Earlier, the system dumped up to 25 centimetres of snow on parts of the Midwest Saturday.

Plane slides off runway

A plane carrying 129 people skidded from a slick runway at Chicago's O'Hare International Airport Saturday. No injuries were reported on the United Airlines flight as it arrived from Phoenix, Chicago Fire officials said.

In Kansas, a snowplow driver was killed when the plow drove onto the shoulder of a road and rolled over, throwing him under the vehicle. It wasn't clear why the driver had moved to the shoulder from the roadway.

A vehicle spins out on Interstate 94 in Detroit after a storm dumped 25 centimetres on some areas. (Paul Sancya/Associated Press)
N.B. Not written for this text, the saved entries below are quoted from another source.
//! # Window Metrics
//!
//! Size and density of the game view.
//!
//! Written by the UI thread (surface changed, configuration changes), read
//! by the loop thread. Floats are stored as their bit patterns.

use std::sync::atomic::{AtomicU32, Ordering};

/// Window dimensions and density read by the engine.
pub trait WindowProxy: Send + Sync {
    /// Width in pixels.
    fn width(&self) -> u32;
    /// Height in pixels.
    fn height(&self) -> u32;
    /// Horizontal pixels per inch.
    fn xppi(&self) -> f32;
    /// Vertical pixels per inch.
    fn yppi(&self) -> f32;
    /// Pixels per inch.
    fn ppi(&self) -> f32;
    /// Pixels per inch the engine scales its assets against.
    fn logical_ppi(&self) -> f32;
}

/// Atomic [`WindowProxy`] backing store.
#[derive(Debug)]
pub struct WindowMetrics {
    width: AtomicU32,
    height: AtomicU32,
    xdpi: AtomicU32,
    ydpi: AtomicU32,
    density_dpi: AtomicU32,
}

impl WindowMetrics {
    /// Metrics for a display of the given densities, with no size yet.
    #[must_use]
    pub fn new(xdpi: f32, ydpi: f32, density_dpi: u32) -> Self {
        Self {
            width: AtomicU32::new(0),
            height: AtomicU32::new(0),
            xdpi: AtomicU32::new(xdpi.to_bits()),
            ydpi: AtomicU32::new(ydpi.to_bits()),
            density_dpi: AtomicU32::new(density_dpi),
        }
    }

    /// Records a new surface size.
    pub fn set_size(&self, width: u32, height: u32) {
        self.width.store(width, Ordering::Release);
        self.height.store(height, Ordering::Release);
        tracing::debug!(width, height, "window resized");
    }

    /// Records new display densities.
    pub fn set_density(&self, xdpi: f32, ydpi: f32, density_dpi: u32) {
        self.xdpi.store(xdpi.to_bits(), Ordering::Release);
        self.ydpi.store(ydpi.to_bits(), Ordering::Release);
        self.density_dpi.store(density_dpi, Ordering::Release);
    }

    /// Density bucket of the display.
    #[must_use]
    pub fn density_dpi(&self) -> u32 {
        self.density_dpi.load(Ordering::Acquire)
    }
}

impl Default for WindowMetrics {
    /// Android's baseline density (mdpi).
    fn default() -> Self {
        Self::new(160.0, 160.0, 160)
    }
}

impl WindowProxy for WindowMetrics {
    fn width(&self) -> u32 {
        self.width.load(Ordering::Acquire)
    }

    fn height(&self) -> u32 {
        self.height.load(Ordering::Acquire)
    }

    fn xppi(&self) -> f32 {
        f32::from_bits(self.xdpi.load(Ordering::Acquire))
    }

    fn yppi(&self) -> f32 {
        f32::from_bits(self.ydpi.load(Ordering::Acquire))
    }

    fn ppi(&self) -> f32 {
        self.density_dpi() as f32
    }

    fn logical_ppi(&self) -> f32 {
        self.density_dpi() as f32
    }
}
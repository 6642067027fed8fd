//! # Lifecycle Coordinator
//!
//! Maps host foreground/background transitions onto loop instances.
//!
//! ```text
//! on_foreground ──> new RunToken ──> new driver thread (instance N+1)
//! on_background ──> request stop of the active instance (no wait)
//! stop_and_join ──> request stop of every instance, wait for all of them
//! ```
//!
//! A backgrounded instance is retired, not forgotten: it may still be
//! draining its last iteration when the next foreground starts a new one.
//! Each instance watches only its own token, so a stale thread can never
//! keep the fresh one alive or be revived by it.

use std::sync::atomic::{AtomicU64, Ordering};

use parking_lot::Mutex;

use crate::clock::{ClockSource, MonotonicClock};
use crate::config::LoopConfig;
use crate::driver::{DriverHandle, DriverReport, DriverStats, LoopShared, RenderCycleDriver};
use crate::engine::{GameApp, SurfaceProvider};
use crate::error::LoopResult;
use crate::sync::{ReadinessGate, RunToken};

/// Stop-and-wait control over the render threads.
///
/// Used by surface teardown, which must not return while a render thread
/// can still touch the surface.
pub trait LoopControl: Send + Sync {
    /// Stops every loop instance and blocks until all threads have ended.
    ///
    /// Returns the number of threads joined.
    fn stop_and_join(&self) -> usize;
}

#[derive(Debug, Default)]
struct LoopSlots {
    active: Option<DriverHandle>,
    retired: Vec<DriverHandle>,
}

/// Owns the loop instances of one host.
pub struct LifecycleCoordinator<A, S, C = MonotonicClock> {
    config: LoopConfig,
    shared: LoopShared<A, S, C>,
    slots: Mutex<LoopSlots>,
    next_instance: AtomicU64,
    last_report: Mutex<Option<DriverReport>>,
}

impl<A, S, C> LifecycleCoordinator<A, S, C>
where
    S: SurfaceProvider + 'static,
    A: GameApp<S::Target> + 'static,
    C: ClockSource + 'static,
{
    /// Creates a coordinator. No thread is started until
    /// [`on_foreground`](Self::on_foreground).
    ///
    /// # Errors
    ///
    /// Returns [`LoopError::Config`](crate::LoopError::Config) for an invalid
    /// configuration.
    pub fn new(config: LoopConfig, shared: LoopShared<A, S, C>) -> LoopResult<Self> {
        config.validate()?;
        Ok(Self {
            config,
            shared,
            slots: Mutex::new(LoopSlots::default()),
            next_instance: AtomicU64::new(1),
            last_report: Mutex::new(None),
        })
    }

    /// The readiness gate shared with the loop instances.
    #[must_use]
    pub fn gate(&self) -> &ReadinessGate {
        &self.shared.gate
    }

    /// Shared loop state.
    #[must_use]
    pub fn shared(&self) -> &LoopShared<A, S, C> {
        &self.shared
    }

    /// Starts a fresh loop instance. Returns its instance number.
    ///
    /// A still-active instance (foreground without background) is stopped
    /// and retired first.
    ///
    /// # Errors
    ///
    /// Returns [`LoopError::Spawn`](crate::LoopError::Spawn) if the thread
    /// cannot be created; no instance is active afterwards.
    pub fn on_foreground(&self) -> LoopResult<u64> {
        let instance = self.next_instance.fetch_add(1, Ordering::Relaxed);
        let driver = RenderCycleDriver::new(instance, self.config.clone(), RunToken::new(), self.shared.clone());

        let mut slots = self.slots.lock();
        self.reap_finished(&mut slots);

        if let Some(stale) = slots.active.take() {
            tracing::warn!(
                stale_instance = stale.instance(),
                instance,
                "foreground while a loop is active, retiring it"
            );
            stale.request_stop();
            slots.retired.push(stale);
        }

        let handle = driver.spawn()?;
        slots.active = Some(handle);
        drop(slots);

        tracing::info!(instance, "loop instance started");
        Ok(instance)
    }

    /// Requests the active instance to stop without waiting for it.
    pub fn on_background(&self) {
        let mut slots = self.slots.lock();
        match slots.active.take() {
            Some(handle) => {
                handle.request_stop();
                tracing::info!(instance = handle.instance(), "loop stop requested");
                slots.retired.push(handle);
            }
            None => tracing::debug!("background with no active loop"),
        }
    }

    /// Whether an instance is active and its thread still alive.
    #[must_use]
    pub fn is_loop_active(&self) -> bool {
        self.slots.lock().active.as_ref().is_some_and(|handle| !handle.is_finished())
    }

    /// Instance number of the active loop.
    #[must_use]
    pub fn active_instance(&self) -> Option<u64> {
        self.slots.lock().active.as_ref().map(DriverHandle::instance)
    }

    /// Render threads not yet known to have ended, active and retired.
    #[must_use]
    pub fn live_threads(&self) -> usize {
        let slots = self.slots.lock();
        slots
            .active
            .iter()
            .chain(slots.retired.iter())
            .filter(|handle| !handle.is_finished())
            .count()
    }

    /// Counters of the most recently joined instance.
    #[must_use]
    pub fn last_stats(&self) -> Option<DriverStats> {
        self.last_report.lock().as_ref().map(|report| report.stats)
    }

    /// Takes the report of the most recently joined instance.
    pub fn take_last_report(&self) -> Option<DriverReport> {
        self.last_report.lock().take()
    }

    /// Joins retired threads that have already ended.
    fn reap_finished(&self, slots: &mut LoopSlots) {
        let (finished, running): (Vec<_>, Vec<_>) = slots.retired.drain(..).partition(DriverHandle::is_finished);
        slots.retired = running;
        for handle in finished {
            self.record(handle.join());
        }
    }

    fn join_all(&self) -> usize {
        let handles: Vec<DriverHandle> = {
            let mut slots = self.slots.lock();
            let active = slots.active.take();
            active.into_iter().chain(slots.retired.drain(..)).collect()
        };

        for handle in &handles {
            handle.request_stop();
        }

        let joined = handles.len();
        for handle in handles {
            let instance = handle.instance();
            self.record(handle.join());
            tracing::debug!(instance, "render thread joined");
        }
        joined
    }
}

impl<A, S, C> LifecycleCoordinator<A, S, C> {
    /// Keeps `report` as the latest one. Failures included.
    fn record(&self, report: DriverReport) {
        if report.exit.is_failure() {
            tracing::warn!(instance = report.instance, exit = ?report.exit, "loop instance ended on failure");
        }
        *self.last_report.lock() = Some(report);
    }
}

impl<A, S, C> LoopControl for LifecycleCoordinator<A, S, C>
where
    S: SurfaceProvider + 'static,
    A: GameApp<S::Target> + 'static,
    C: ClockSource + 'static,
{
    fn stop_and_join(&self) -> usize {
        self.join_all()
    }
}

impl<A, S, C> Drop for LifecycleCoordinator<A, S, C> {
    fn drop(&mut self) {
        let slots = std::mem::take(self.slots.get_mut());
        for handle in slots.active.into_iter().chain(slots.retired) {
            handle.request_stop();
            self.record(handle.join());
        }
    }
}

#[cfg(test)]
mod tests {
    use super::*;
    use crate::driver::LoopExit;
    use crate::error::{EngineResult, SurfaceError};
    use std::time::{Duration, Instant};

    struct NullSurface;

    impl SurfaceProvider for NullSurface {
        type Target = ();

        fn try_lock(&self) -> Result<Option<()>, SurfaceError> {
            Ok(Some(()))
        }

        fn release(&self, _target: (), _commit: bool) {}
    }

    #[derive(Default)]
    struct NullApp {
        updates: u64,
        started: bool,
        panic_next_update: bool,
    }

    impl GameApp<()> for NullApp {
        fn update(&mut self, _delta_ms: u64, _target: &mut ()) -> EngineResult<()> {
            self.updates += 1;
            if self.panic_next_update {
                self.panic_next_update = false;
                panic!("engine bug");
            }
            Ok(())
        }

        fn is_screen_stack_empty(&self) -> bool {
            !self.started
        }

        fn push_starting_screen(&mut self) -> EngineResult<()> {
            self.started = true;
            Ok(())
        }
    }

    fn coordinator() -> LifecycleCoordinator<NullApp, NullSurface> {
        let config = LoopConfig {
            target_frame_period_ms: Some(2),
            ..LoopConfig::default()
        };
        LifecycleCoordinator::new(config, LoopShared::new(NullApp::default(), NullSurface)).unwrap()
    }

    fn wait_for(mut condition: impl FnMut() -> bool) {
        let deadline = Instant::now() + Duration::from_secs(5);
        while !condition() {
            assert!(Instant::now() < deadline, "condition not reached in time");
            std::thread::sleep(Duration::from_millis(1));
        }
    }

    #[test]
    fn test_rejects_invalid_config() {
        let config = LoopConfig {
            target_frame_period_ms: Some(0),
            ..LoopConfig::default()
        };
        let result = LifecycleCoordinator::new(config, LoopShared::new(NullApp::default(), NullSurface));
        assert!(result.is_err());
    }

    #[test]
    fn test_foreground_starts_instance() {
        let coordinator = coordinator();
        assert!(!coordinator.is_loop_active());

        let instance = coordinator.on_foreground().unwrap();
        assert_eq!(instance, 1);
        assert_eq!(coordinator.active_instance(), Some(1));
        assert!(coordinator.is_loop_active());

        assert_eq!(coordinator.stop_and_join(), 1);
        assert!(!coordinator.is_loop_active());
        assert_eq!(coordinator.live_threads(), 0);
    }

    #[test]
    fn test_background_does_not_wait() {
        let coordinator = coordinator();
        coordinator.on_foreground().unwrap();

        coordinator.on_background();
        assert_eq!(coordinator.active_instance(), None);

        wait_for(|| coordinator.live_threads() == 0);
        assert_eq!(coordinator.stop_and_join(), 1);

        let report = coordinator.take_last_report().unwrap();
        assert!(matches!(report.exit, LoopExit::Stopped));
    }

    #[test]
    fn test_new_instance_per_foreground() {
        let coordinator = coordinator();
        coordinator.gate().set_ready();

        let first = coordinator.on_foreground().unwrap();
        coordinator.on_background();
        let second = coordinator.on_foreground().unwrap();
        assert_ne!(first, second);

        // The fresh instance renders even though the old token was stopped
        wait_for(|| coordinator.shared().app.lock().updates > 3);
        assert!(coordinator.is_loop_active());

        coordinator.stop_and_join();
        assert_eq!(coordinator.live_threads(), 0);
    }

    #[test]
    fn test_double_foreground_retires_previous() {
        let coordinator = coordinator();
        coordinator.on_foreground().unwrap();
        coordinator.on_foreground().unwrap();

        assert_eq!(coordinator.active_instance(), Some(2));
        assert_eq!(coordinator.stop_and_join(), 2);
    }

    #[test]
    fn test_panicked_instance_is_last_report() {
        let coordinator = coordinator();
        coordinator.gate().set_ready();

        let first = coordinator.on_foreground().unwrap();
        wait_for(|| coordinator.shared().app.lock().updates > 3);
        coordinator.on_background();
        wait_for(|| coordinator.live_threads() == 0);

        coordinator.shared().app.lock().panic_next_update = true;
        let second = coordinator.on_foreground().unwrap();
        wait_for(|| !coordinator.is_loop_active());
        coordinator.stop_and_join();

        let report = coordinator.take_last_report().unwrap();
        assert_ne!(first, second);
        assert_eq!(report.instance, second);
        assert!(matches!(report.exit, LoopExit::Panicked(ref message) if message == "engine bug"));
        assert_eq!(report.stats.locks_acquired, report.stats.releases);
    }

    #[test]
    fn test_drop_joins_render_threads() {
        let coordinator = coordinator();
        coordinator.gate().set_ready();
        coordinator.on_foreground().unwrap();
        coordinator.on_foreground().unwrap();

        let app = std::sync::Arc::clone(&coordinator.shared().app);
        wait_for(|| app.lock().updates > 0);
        drop(coordinator);

        // Only this test still holds the engine: both threads are gone
        assert_eq!(std::sync::Arc::strong_count(&app), 1);
    }

    #[test]
    fn test_background_without_loop() {
        let coordinator = coordinator();
        coordinator.on_background();
        assert_eq!(coordinator.stop_and_join(), 0);
        assert!(coordinator.last_stats().is_none());
    }
}
//! # Surface Event Bridge
//!
//! Translates surface creation/destruction into gate transitions and loop
//! shutdown.
//!
//! ```text
//! UI thread                              render thread
//! ─────────                              ─────────────
//! on_surface_destroyed
//!   gate := not ready        ─────────>  next iteration skips the draw
//!   stop all instances       ─────────>  sleep interrupted, loop exits
//!   join all instances       <─────────  thread ends
//! return (surface may be freed now)
//! ```
//!
//! Destruction is the one place that blocks: the platform frees the surface
//! as soon as the callback returns, so no render thread may outlive it.

use std::sync::Arc;

use crate::lifecycle::LoopControl;
use crate::sync::ReadinessGate;

/// Receives surface lifecycle callbacks on the UI thread.
pub struct SurfaceEventBridge<L> {
    gate: Arc<ReadinessGate>,
    loops: Arc<L>,
}

impl<L: LoopControl> SurfaceEventBridge<L> {
    /// Creates a bridge over `gate` controlling `loops`.
    #[must_use]
    pub fn new(gate: Arc<ReadinessGate>, loops: Arc<L>) -> Self {
        Self { gate, loops }
    }

    /// The surface exists and can be locked.
    pub fn on_surface_created(&self) {
        self.gate.set_ready();
        tracing::info!("surface created");
    }

    /// The surface is about to be destroyed.
    ///
    /// Returns only after every render thread has ended. Returns the
    /// number of threads joined.
    pub fn on_surface_destroyed(&self) -> usize {
        self.gate.set_not_ready();
        let joined = self.loops.stop_and_join();
        tracing::info!(joined, "surface destroyed, render threads joined");
        joined
    }

    /// Whether the surface is currently usable.
    #[must_use]
    pub fn is_ready(&self) -> bool {
        self.gate.is_ready()
    }
}
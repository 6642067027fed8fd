//! # Touch Input
//!
//! Translates platform motion events into engine input events.
//!
//! ```text
//! Down / PointerDown  ->  TouchDown
//! Move                ->  TouchMoved (history oldest first, then current)
//! PointerUp / Up      ->  TouchUp
//! Cancel / Other      ->  (nothing)
//! ```
//!
//! The engine only knows "down" and "up". The first finger and any further
//! finger look the same; gestures are tracked through the pointer id.
//!
//! `PointerDown` and `PointerUp` announce only the pointer at the event's
//! action index. Fingers that were already down are not reported again, so
//! every `TouchDown` pairs with exactly one `TouchUp` per pointer id.

use crate::queue::InputSender;

/// Masked action of a motion event.
#[derive(Debug, Clone, Copy, PartialEq, Eq, Hash)]
pub enum MotionAction {
    /// First pointer went down.
    Down,
    /// An additional pointer went down.
    PointerDown,
    /// One or more pointers moved (possibly batched).
    Move,
    /// A pointer went up while others remain.
    PointerUp,
    /// Last pointer went up.
    Up,
    /// The gesture was aborted.
    Cancel,
    /// Any action the engine does not consume (hover, scroll, ...).
    Other,
}

/// One pointer of a motion event.
#[derive(Debug, Clone, PartialEq)]
pub struct TouchPointer {
    /// Stable pointer id for the duration of the gesture.
    pub id: i32,
    /// Current x position in pixels.
    pub x: f32,
    /// Current y position in pixels.
    pub y: f32,
    /// Batched intermediate positions, oldest first.
    pub history: Vec<(f32, f32)>,
}

impl TouchPointer {
    /// A pointer without history.
    #[must_use]
    pub fn new(id: i32, x: f32, y: f32) -> Self {
        Self {
            id,
            x,
            y,
            history: Vec::new(),
        }
    }

    /// Adds batched intermediate positions.
    #[must_use]
    pub fn with_history(mut self, history: Vec<(f32, f32)>) -> Self {
        self.history = history;
        self
    }
}

/// Platform motion event.
#[derive(Debug, Clone, PartialEq)]
pub struct MotionEvent {
    /// Masked action.
    pub action: MotionAction,
    /// Index into `pointers` of the pointer the action concerns.
    pub action_index: usize,
    /// Pointers down at the time of the event.
    pub pointers: Vec<TouchPointer>,
}

impl MotionEvent {
    /// An event whose action concerns the first pointer.
    #[must_use]
    pub fn new(action: MotionAction, pointers: Vec<TouchPointer>) -> Self {
        Self {
            action,
            action_index: 0,
            pointers,
        }
    }

    /// Sets the pointer the action concerns.
    #[must_use]
    pub fn with_action_index(mut self, action_index: usize) -> Self {
        self.action_index = action_index;
        self
    }
}

/// System actions the engine may opt into.
#[derive(Debug, Clone, Copy, PartialEq, Eq, Hash)]
pub enum SystemAction {
    /// Back button / back gesture.
    Back,
    /// Menu key.
    Menu,
}

/// Engine input event.
#[derive(Debug, Clone, Copy, PartialEq, Eq)]
pub enum InputEvent {
    /// A pointer went down.
    TouchDown {
        /// X in pixels.
        x: i32,
        /// Y in pixels.
        y: i32,
        /// Pointer id.
        pointer: i32,
    },
    /// A pointer moved.
    TouchMoved {
        /// X in pixels.
        x: i32,
        /// Y in pixels.
        y: i32,
        /// Pointer id.
        pointer: i32,
    },
    /// A pointer went up.
    TouchUp {
        /// X in pixels.
        x: i32,
        /// Y in pixels.
        y: i32,
        /// Pointer id.
        pointer: i32,
    },
    /// A system action the host forwarded.
    System(SystemAction),
}

/// Translates `event`, appending engine events to `out`.
pub fn translate_into(event: &MotionEvent, out: &mut Vec<InputEvent>) {
    match event.action {
        MotionAction::Down | MotionAction::Up => {
            let up = event.action == MotionAction::Up;
            for pointer in &event.pointers {
                out.push(edge_event(pointer, up));
            }
        }
        MotionAction::PointerDown | MotionAction::PointerUp => {
            let up = event.action == MotionAction::PointerUp;
            match event.pointers.get(event.action_index) {
                Some(pointer) => out.push(edge_event(pointer, up)),
                None => tracing::debug!(
                    action_index = event.action_index,
                    pointers = event.pointers.len(),
                    "action index out of range, event ignored"
                ),
            }
        }
        MotionAction::Move => {
            for pointer in &event.pointers {
                for &(x, y) in &pointer.history {
                    out.push(InputEvent::TouchMoved {
                        x: x as i32,
                        y: y as i32,
                        pointer: pointer.id,
                    });
                }
                out.push(InputEvent::TouchMoved {
                    x: pointer.x as i32,
                    y: pointer.y as i32,
                    pointer: pointer.id,
                });
            }
        }
        MotionAction::Cancel | MotionAction::Other => {}
    }
}

/// Translates `event` into engine events.
#[must_use]
pub fn translate(event: &MotionEvent) -> Vec<InputEvent> {
    let mut out = Vec::with_capacity(event.pointers.len());
    translate_into(event, &mut out);
    out
}

fn edge_event(pointer: &TouchPointer, up: bool) -> InputEvent {
    let (x, y, pointer) = (pointer.x as i32, pointer.y as i32, pointer.id);
    if up {
        InputEvent::TouchUp { x, y, pointer }
    } else {
        InputEvent::TouchDown { x, y, pointer }
    }
}

/// Touch listener attached to the game view.
#[derive(Debug, Clone)]
pub struct TouchListener {
    sender: InputSender,
    scratch: Vec<InputEvent>,
}

impl TouchListener {
    /// Creates a listener feeding `sender`.
    #[must_use]
    pub fn new(sender: InputSender) -> Self {
        Self {
            sender,
            scratch: Vec::with_capacity(16),
        }
    }

    /// Handles a motion event. Always reports it consumed, otherwise the
    /// platform stops delivering the rest of the gesture.
    pub fn on_touch(&mut self, event: &MotionEvent) -> bool {
        self.scratch.clear();
        translate_into(event, &mut self.scratch);
        for input in self.scratch.drain(..) {
            self.sender.send(input);
        }
        true
    }
}
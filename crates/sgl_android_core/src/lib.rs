//! # SGL Android Core
//!
//! Game loop and surface lifecycle synchronization for the SGL Android
//! adapter. Platform-free: the surface and the engine are traits.
//!
//! ## Threads
//!
//! ```text
//! UI thread                                 render thread (one per foreground)
//! ─────────                                 ──────────────────────────────────
//! on_foreground   -> spawn driver  ───────> loop {
//! on_background   -> stop (no wait)           gate ready? lock, update, release
//! surface created -> gate ready               pace (interruptible sleep)
//! surface destroy -> gate not ready,        }
//!                    stop, JOIN     <─────── exit
//! ```
//!
//! ## Guarantees
//!
//! 1. **No drawing without a surface** - the gate is checked every iteration
//!    and closed before teardown waits for the render thread
//! 2. **Balanced locks** - every locked target is released exactly once,
//!    including when the engine fails or panics
//! 3. **Blocking teardown** - surface destruction returns only after every
//!    render thread has ended
//! 4. **Drift-free time** - reported deltas track wall time within 1ms
//!
//! ## Example
//!
//! ```rust,ignore
//! use std::sync::Arc;
//! use sgl_android_core::{LifecycleCoordinator, LoopConfig, LoopShared, SurfaceEventBridge};
//!
//! let shared = LoopShared::new(my_game, my_surface);
//! let gate = Arc::clone(&shared.gate);
//! let loops = Arc::new(LifecycleCoordinator::new(LoopConfig::default(), shared)?);
//! let surface = SurfaceEventBridge::new(gate, Arc::clone(&loops));
//!
//! loops.on_foreground()?;
//! surface.on_surface_created();
//! // ...
//! surface.on_surface_destroyed(); // render thread is gone here
//! ```

#![deny(missing_docs)]
#![deny(unsafe_code)]
#![deny(clippy::all)]
#![warn(clippy::pedantic)]
#![deny(clippy::perf)]

pub mod clock;
pub mod config;
pub mod driver;
pub mod engine;
pub mod error;
pub mod lifecycle;
pub mod pacing;
pub mod surface;
pub mod sync;

pub use clock::{ClockSource, FrameClock, MonotonicClock, NANOS_PER_MILLI};
pub use config::{LoopConfig, DEFAULT_FRAME_PERIOD_MS, DEFAULT_OVERRUN_WARN_MS, DEFAULT_THREAD_NAME};
pub use driver::{
    DriverHandle, DriverReport, DriverState, DriverStats, FrameOutcome, LoopExit, LoopShared,
    RenderCycleDriver,
};
pub use engine::{GameApp, SurfaceProvider, TargetGuard};
pub use error::{ConfigError, EngineError, EngineResult, LoopError, LoopResult, SurfaceError};
pub use lifecycle::{LifecycleCoordinator, LoopControl};
pub use pacing::{compute_sleep, PacingController, PacingDecision, PacingStats};
pub use surface::SurfaceEventBridge;
pub use sync::{ReadinessGate, RunToken, SleepOutcome};
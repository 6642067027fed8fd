//! # Host Configuration
//!
//! ```toml
//! keep_screen_on = true
//! enable_back_button_events = false
//! enable_menu_button_events = false
//! input_queue_capacity = 256
//!
//! [loop]
//! target_frame_period_ms = 30
//! overrun_warn_ms = 15
//! ```
//!
//! Leaving out `[loop]` or any of its keys keeps the loop defaults.

use std::path::Path;

use serde::{Deserialize, Serialize};
use sgl_android_core::{ConfigError, LoopConfig};

/// Default input queue capacity.
pub const DEFAULT_INPUT_QUEUE_CAPACITY: usize = 256;

/// Activity-level settings.
#[derive(Clone, Debug, PartialEq, Eq, Serialize, Deserialize)]
#[serde(default, deny_unknown_fields)]
pub struct HostConfig {
    /// Keep the display awake while the activity is shown.
    pub keep_screen_on: bool,
    /// Deliver back presses to the engine instead of the OS.
    pub enable_back_button_events: bool,
    /// Deliver the menu key to the engine.
    pub enable_menu_button_events: bool,
    /// Capacity of the input queue.
    pub input_queue_capacity: usize,
    /// Game loop settings.
    #[serde(rename = "loop")]
    pub game_loop: LoopConfig,
}

impl Default for HostConfig {
    fn default() -> Self {
        Self {
            keep_screen_on: true,
            enable_back_button_events: false,
            enable_menu_button_events: false,
            input_queue_capacity: DEFAULT_INPUT_QUEUE_CAPACITY,
            game_loop: LoopConfig::default(),
        }
    }
}

impl HostConfig {
    /// Parses and validates a TOML document.
    ///
    /// # Errors
    ///
    /// Returns a parse error or a validation error.
    pub fn from_toml_str(source: &str) -> Result<Self, ConfigError> {
        let config: Self = toml::from_str(source)?;
        config.game_loop.validate()?;
        Ok(config)
    }

    /// Reads, parses and validates a TOML file.
    ///
    /// # Errors
    ///
    /// Returns an I/O, parse or validation error.
    pub fn from_toml_file(path: impl AsRef<Path>) -> Result<Self, ConfigError> {
        let path = path.as_ref();
        let source = std::fs::read_to_string(path).map_err(|source| ConfigError::Io {
            path: path.to_path_buf(),
            source,
        })?;
        Self::from_toml_str(&source)
    }
}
A 15-vehicle crash on slippery roads blocked a section of Interstate 55 in southeastern Missouri near Ste. Genevieve Saturday afternoon, and drivers were urged to find an alternative route. In Detroit, many motorists were moving well below posted speed limits along freeways due to slushy conditions. Amtrak cancelled some trains Saturday from Chicago to Washington and New York and between New York and Boston and Pennsylvania on Sunday.

As the storm system moves east, the frigid Arctic air behind it was expected to envelop many parts of the Midwest where it had just snowed.

"The air that it is bringing down with it is very, very cold," Hofmann said.

Trump hopes for 'good old fashioned Global Warming'

U.S. President Donald Trump remarked at how large the storm system was in a tweet early Sunday, urging Americans affected by the winter storm to "be careful."

The snowfall, shown here in Chicago, was to give way to frigid temperatures in many areas. (Scott Olson/Getty Images)

"Amazing how big this system is. Wouldn't be bad to have a little of that good old fashioned Global Warming right now!" Trump tweeted.

He has conflated short-term weather patterns with longer-term climate change before, even though the White House's own National Climate Assessment rejects the idea that a particular plunge in temperatures can cast uncertainty on whether Earth is warming. That report, issued in November, said climate change "is transforming where and how we live and presents growing challenges to human health and quality of life, the economy, and the natural systems that support us."